Fred's [Twitter proof](https://twitter.com/fredwilson/status/1235929324106080256) inspired a bunch of his followers to also sign up for FEEDweave, including a clever user that tried test the limits of [arweave-id](https://explorer.arweave.co/app/arweave-id), the identity system used by FEEDweave under the hood, by trying to take Fred's name.
Imposter alert! Looks like we have two of **@fredwilson**!
This is bad! Name collisions shouldn't be possible in an identity system.
## What happened?
The imposter, who's wallet address is [smxYk4xwr2USynuT90oqvtUkrzPHiBmA1U5Z3QwCU1s](https://feedweave.co/user/smxYk4xwr2USynuT90oqvtUkrzPHiBmA1U5Z3QwCU1s), signed up for FEEDweave and claimed the username **@fredwilson**, even though it was already registered.
Although there are some UI checks in place to prevent claiming duplicate names in the UI, fake Fred were clever enough to bypass them, probably by submitting a transaction directly to the blockchain.
[arweave-id](https://github.com/shenwilly/arweaveID%20arweave-id) is an identity system used by many apps on Arweave, including FEEDweave. This is what powers its human-readable names.
An ID registration via **arweave-id** is just a generic Arweave transaction with `App-Name: arweave-id` and the username string as its data. Here is the [transaction](https://explorer.arweave.co/transaction/GLuXZgdHKkQddJA70Pn_YXlkMxhS-UBKAmo-RD_sGTc) where the real Fred Wilson first claimed his name.
Here is the imposter [transaction](https://explorer.arweave.co/transaction/ToE7rLkfLc-JP4wcRVhsHfrnSnbGjvmnt1ggh4ZgRH8) from user **smxYk4…**
Nothing prevented **smxYk4...** from submitting a valid transaction with `App-Name: arweave-id` and the name `fredwilson`.
Here lies our bug! The UI was looking up arweave-id transactions by wallet address and displaying them without checking whether that name was already claimed by someone else.

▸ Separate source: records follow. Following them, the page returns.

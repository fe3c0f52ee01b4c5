use clap::{Parser, Subcommand};
use stock_watch_agent::{
    config::AppConfig,
    runtime::{setup_logger, Runtime},
    watchlist, SessionOutcome,
};
use tracing::info;

#[derive(Parser)]
#[command(name = "stock-agent", version, about = "LLM agent that manages a stock watchlist")]
struct Cli {
    #[command(subcommand)]
    command: Command,
}

#[derive(Subcommand)]
enum Command {
    /// Run one agent session for a natural-language request
    Ask {
        /// e.g. "watch Tesla with 3% threshold"
        request: Vec<String>,
        /// Print every transcript entry
        #[arg(long)]
        verbose: bool,
    },
    /// Show the watchlist
    Watchlist,
    /// Remove a symbol from the watchlist
    Remove { symbol: String },
    /// Replace a symbol's alert band
    SetThresholds { symbol: String, low: f64, high: f64 },
    /// Show stored agent logs, most recent last
    Logs {
        #[arg(long, default_value_t = 20)]
        limit: usize,
    },
    /// Re-price the watchlist once, or keep checking with --watch
    Monitor {
        #[arg(long)]
        watch: bool,
    },
    /// Show or change stored settings
    Settings {
        #[arg(long)]
        api_key: Option<String>,
        #[arg(long)]
        interval: Option<u64>,
        #[arg(long)]
        notifications: Option<bool>,
    },
}

#[tokio::main]
async fn main() -> Result<(), Box<dyn std::error::Error>> {
    dotenv::dotenv().ok();
    setup_logger("warn,stock_watch_agent=info");

    let cli = Cli::parse();
    let config = AppConfig::from_env()?;
    let runtime = Runtime::build(&config).await?;

    match cli.command {
        Command::Ask { request, verbose } => {
            let request = request.join(" ");
            let report = runtime.agent.run(&request).await?;

            if verbose {
                for entry in &report.transcript {
                    println!("[{}] {}", entry.kind, entry.payload);
                }
                println!();
            }

            println!("{}", report.outcome.summary());
            if !matches!(report.outcome, SessionOutcome::Succeeded { .. }) {
                std::process::exit(1);
            }
        }

        Command::Watchlist => {
            let list = runtime.store.load_watchlist().await?;
            println!("{}", watchlist::render(&list));
        }

        Command::Remove { symbol } => {
            if watchlist::remove(runtime.store.as_ref(), &symbol).await? {
                println!("Removed {}", symbol.to_uppercase());
            } else {
                println!("{} not found in watchlist", symbol.to_uppercase());
            }
        }

        Command::SetThresholds { symbol, low, high } => {
            let entry =
                watchlist::update_thresholds(runtime.store.as_ref(), &symbol, low, high).await?;
            println!(
                "{}: Low={:.2}, High={:.2}",
                entry.symbol, entry.low, entry.high
            );
        }

        Command::Logs { limit } => {
            let logs = runtime.store.load_logs().await?;
            let start = logs.len().saturating_sub(limit);
            for entry in &logs[start..] {
                println!(
                    "{} {} {} {}",
                    entry.timestamp.format("%Y-%m-%d %H:%M:%S"),
                    entry.iteration,
                    entry.kind,
                    entry.payload
                );
            }
        }

        Command::Monitor { watch } => {
            if watch {
                info!("Starting price monitor, Ctrl-C to stop");
                let handle = runtime.monitor.clone().spawn();
                tokio::signal::ctrl_c().await?;
                handle.abort();
            } else {
                let report = runtime.monitor.check_all().await?;
                for alert in &report.alerts {
                    println!("ALERT {}", alert.message());
                }
                for failure in &report.failures {
                    println!("{}", failure);
                }
                println!(
                    "Checked {} symbols, {} prices updated, {} alerts",
                    report.checked,
                    report.updated,
                    report.alerts.len()
                );
            }
        }

        Command::Settings {
            api_key,
            interval,
            notifications,
        } => {
            let mut settings = runtime.store.load_settings().await?;
            let changed = api_key.is_some() || interval.is_some() || notifications.is_some();

            if let Some(key) = api_key {
                settings.credential = key.trim().to_string();
            }
            if let Some(minutes) = interval {
                settings.check_interval_minutes = minutes.max(1);
            }
            if let Some(enabled) = notifications {
                settings.notifications_enabled = enabled;
            }
            if changed {
                runtime.store.save_settings(&settings).await?;
            }

            println!(
                "API key: {}",
                if settings.credential.is_empty() { "not set" } else { "set" }
            );
            println!("Check interval: {} min", settings.check_interval_minutes);
            println!("Notifications: {}", settings.notifications_enabled);
        }
    }

    Ok(())
}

Since Arweave is optimized for data storage and has only a basic VM, there is no way to validate application-specific logic, such as username uniqueness, at the consensus layer.
## How to fix it
While there is no support for data validation, Arweave does create strong guarantees for transaction ordering through its consensus mechanism, just like any other blockchain
This means we can sort transactions by block height, from oldest to newest, and enforce the following rule at the application layer:
* **A name belongs to the user who first claimed it**
* **Subsequent claims for the same name are ignored**
Since the real Fred Wilson, [D1kJn5N17FNsnvl7S7kT2vm_66FKWo6yiaWMv0hsoDc](https://feedweave.co/user/D1kJn5N17FNsnvl7S7kT2vm_66FKWo6yiaWMv0hsoDc), was first to claim the username **@fredwilson**, the UI should only display it next to his account and no one elses.
A new [update](https://github.com/feedweave/arweave-gateway/commit/ec4a51656d5811e04f2021f66e8aa95233bda574) to the gateway has implemented this functionality and stripped the imposter of his fake moniker. 👊
## Future improvements
While sorting registrations from earliest to newest solves username collisions, "first to claim" identity systems aren't ideal because they can incentivize name squatting.

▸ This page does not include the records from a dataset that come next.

//! Request validation and keyword heuristics for user input

use crate::error::AgentError;
use crate::tools::market::known_symbol;
use crate::Result;

pub const MIN_REQUEST_LEN: usize = 5;

/// Words that express a monitoring intent
const INTENT_WORDS: &[&str] = &[
    "add", "watch", "monitor", "track", "alert", "notify", "remove", "delete", "show", "list",
    "check", "set", "follow",
];

/// Words that refer to stocks or prices
const MARKET_WORDS: &[&str] = &[
    "stock", "stocks", "share", "shares", "ticker", "symbol", "price", "prices", "watchlist",
    "threshold", "thresholds", "band", "range",
];

/// Stripped from a request before the implicit symbol lookup
const COMMAND_WORDS: &[&str] = &[
    "add", "watch", "monitor", "track", "alert", "notify", "follow", "set", "please", "can",
    "you", "i", "want", "to", "my", "me", "the", "a", "an", "for", "of", "on", "at", "with",
    "and", "when", "if", "it", "its", "stock", "stocks", "share", "shares", "price", "watchlist",
    "threshold", "thresholds", "percent", "band", "range", "alerts", "goes", "above", "below",
];

/// Split into words, keeping letters, digits and a few ticker characters
fn words(input: &str) -> impl Iterator<Item = &str> {
    input
        .split(|c: char| !(c.is_alphanumeric() || c == '.' || c == '-' || c == '%' || c == '$'))
        .map(|w| w.trim_matches(|c: char| c == '.' || c == '-'))
        .filter(|w| !w.is_empty())
}

fn looks_like_ticker(word: &str) -> bool {
    (2..=5).contains(&word.len()) && word.chars().all(|c| c.is_ascii_uppercase())
}

fn is_number_like(word: &str) -> bool {
    word.trim_start_matches('$')
        .trim_end_matches('%')
        .parse::<f64>()
        .is_ok()
}

/// Reject input that is too short or that names neither an intent nor a stock
pub fn validate_request(input: &str) -> Result<()> {
    let input = input.trim();

    if input.chars().count() < MIN_REQUEST_LEN {
        return Err(AgentError::Validation(format!(
            "Request is too short (minimum {} characters)",
            MIN_REQUEST_LEN
        )));
    }

    let has_intent = words(input).any(|w| INTENT_WORDS.contains(&w.to_lowercase().as_str()));
    let has_market_word = input.contains('%')
        || input.contains('$')
        || words(input).any(|w| MARKET_WORDS.contains(&w.to_lowercase().as_str()));
    let names_stock = known_symbol(input).is_some()
        || words(input).any(|w| looks_like_ticker(w) || known_symbol(w).is_some());

    if has_intent || has_market_word || names_stock {
        Ok(())
    } else {
        Err(AgentError::Validation(
            "Request does not look like a stock monitoring task. Try: \"watch Tesla with 3% threshold\""
                .to_string(),
        ))
    }
}

/// What is left of the request once command words and numbers are removed
pub fn derive_lookup_query(input: &str) -> Option<String> {
    let residual: Vec<&str> = words(input)
        .filter(|w| !COMMAND_WORDS.contains(&w.to_lowercase().as_str()))
        .filter(|w| !is_number_like(w))
        .collect();

    if residual.is_empty() {
        None
    } else {
        Some(residual.join(" "))
    }
}
//! Watchlist operations on top of the state store
//!
//! Writers load, modify and save the whole watchlist. There is no isolation
//! between concurrent writers; the last save wins.

use crate::error::AgentError;
use crate::models::{normalize_symbol, Watchlist, WatchlistEntry};
use crate::state::StateStore;
use crate::Result;
use tracing::info;

/// Insert or replace the entry keyed by its symbol
pub async fn upsert(store: &dyn StateStore, entry: WatchlistEntry) -> Result<()> {
    let mut watchlist = store.load_watchlist().await?;
    let replaced = watchlist.insert(entry.symbol.clone(), entry.clone()).is_some();
    store.save_watchlist(&watchlist).await?;

    info!(symbol = %entry.symbol, low = entry.low, high = entry.high, replaced, "Watchlist entry saved");
    Ok(())
}

/// Returns false when the symbol was not on the watchlist
pub async fn remove(store: &dyn StateStore, symbol: &str) -> Result<bool> {
    let symbol = normalize_symbol(symbol);
    let mut watchlist = store.load_watchlist().await?;

    if watchlist.remove(&symbol).is_none() {
        return Ok(false);
    }

    store.save_watchlist(&watchlist).await?;
    info!(symbol = %symbol, "Watchlist entry removed");
    Ok(true)
}

/// Edit an existing entry's band. Rejects bands with low >= high.
pub async fn update_thresholds(
    store: &dyn StateStore,
    symbol: &str,
    low: f64,
    high: f64,
) -> Result<WatchlistEntry> {
    if !low.is_finite() || !high.is_finite() || low <= 0.0 || high <= 0.0 {
        return Err(AgentError::Validation(
            "Thresholds must be positive numbers".to_string(),
        ));
    }
    if low >= high {
        return Err(AgentError::Validation(format!(
            "Low threshold ({}) must be below high threshold ({})",
            low, high
        )));
    }

    let symbol = normalize_symbol(symbol);
    let mut watchlist = store.load_watchlist().await?;

    let entry = watchlist.get_mut(&symbol).ok_or_else(|| {
        AgentError::Validation(format!("{} is not on the watchlist", symbol))
    })?;
    entry.low = low;
    entry.high = high;
    let updated = entry.clone();

    store.save_watchlist(&watchlist).await?;
    info!(symbol = %symbol, low, high, "Thresholds updated");
    Ok(updated)
}

/// Store fresh prices for symbols still on the watchlist
pub async fn record_prices(store: &dyn StateStore, prices: &[(String, f64)]) -> Result<usize> {
    let mut watchlist = store.load_watchlist().await?;
    let mut updated = 0;

    for (symbol, price) in prices {
        if let Some(entry) = watchlist.get_mut(symbol) {
            entry.current_price = Some(*price);
            updated += 1;
        }
    }

    if updated > 0 {
        store.save_watchlist(&watchlist).await?;
    }
    Ok(updated)
}

/// Human-readable listing
pub fn render(watchlist: &Watchlist) -> String {
    if watchlist.is_empty() {
        return "Watchlist is empty".to_string();
    }

    let mut out = String::from("Current Watchlist:");
    for entry in watchlist.values() {
        out.push_str(&format!(
            "\n- {}: Low={:.2}, High={:.2}",
            entry.symbol, entry.low, entry.high
        ));
        if let Some(price) = entry.current_price {
            out.push_str(&format!(", Last=${:.2}", price));
        }
    }
    out
}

To prevent this, other identity systems, like [ENS](https://ens.domains/), use a more complex auction mechanism for registering names to deter squatters and encourage a fair distribution of names.

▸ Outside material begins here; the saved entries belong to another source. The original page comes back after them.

//! Process wiring shared by the binaries

use crate::agent::AgentLoop;
use crate::config::AppConfig;
use crate::execution::ActionExecutor;
use crate::gemini::GeminiClient;
use crate::models::Settings;
use crate::monitor::{PriceMonitor, TracingNotifier};
use crate::quotes::{QuoteSource, YahooQuoteSource};
use crate::state::{JsonFileStateStore, StateStore};
use crate::tools::create_default_registry;
use crate::Result;
use std::sync::Arc;
use tracing::info;
use tracing_subscriber::EnvFilter;

/// `RUST_LOG` wins over `default_directive`
pub fn setup_logger(default_directive: &str) {
    let filter = EnvFilter::try_from_default_env()
        .unwrap_or_else(|_| EnvFilter::new(default_directive));

    tracing_subscriber::fmt()
        .with_target(true)
        .with_level(true)
        .compact()
        .with_env_filter(filter)
        .init();
}

pub struct Runtime {
    pub store: Arc<dyn StateStore>,
    pub agent: Arc<AgentLoop>,
    pub monitor: Arc<PriceMonitor>,
}

impl Runtime {
    /// Open the data directory and build every component.
    ///
    /// Environment values only seed settings the store does not have yet.
    pub async fn build(config: &AppConfig) -> Result<Self> {
        let store: Arc<dyn StateStore> = Arc::new(JsonFileStateStore::open(&config.data_dir).await?);

        let mut settings = store.load_settings().await?;
        let mut seeded = false;
        if settings == Settings::default() {
            settings.check_interval_minutes = config.check_interval_minutes.max(1);
            seeded = true;
        }
        if settings.credential.trim().is_empty() && !config.gemini_api_key.is_empty() {
            settings.credential = config.gemini_api_key.clone();
            seeded = true;
        }
        if seeded {
            store.save_settings(&settings).await?;
        }

        let quotes: Arc<dyn QuoteSource> = Arc::new(YahooQuoteSource::new(&config.quote_base_url)?);
        let transport = Arc::new(GeminiClient::new(
            settings.credential.clone(),
            &config.gemini_base_url,
            &config.gemini_model,
        )?);

        let registry = create_default_registry(quotes.clone(), store.clone(), &config.agent);
        let agent = AgentLoop::new(
            transport,
            ActionExecutor::new(registry),
            store.clone(),
            config.agent.clone(),
        );
        let monitor = PriceMonitor::new(quotes, store.clone(), Arc::new(TracingNotifier));

        info!(
            data_dir = %config.data_dir.display(),
            model = %config.gemini_model,
            max_steps = config.agent.max_steps,
            "Components initialized"
        );

        Ok(Self {
            store,
            agent: Arc::new(agent),
            monitor: Arc::new(monitor),
        })
    }
}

FEEDweave could potentially integrate with something like ENS in the future, but that would introduce additional complexity of using another blockchain system.
FEEDweave today also supports linking your Twitter account with your Arweave wallet. Instead of relying on arweave-id, FEEDweave could proxy to Twitter names for its human-friendly names. While this is arguably the simplest solution, it introduces a centralization vector with reliance on Twitter.
What do you think is the ideal identity system for FEEDweave?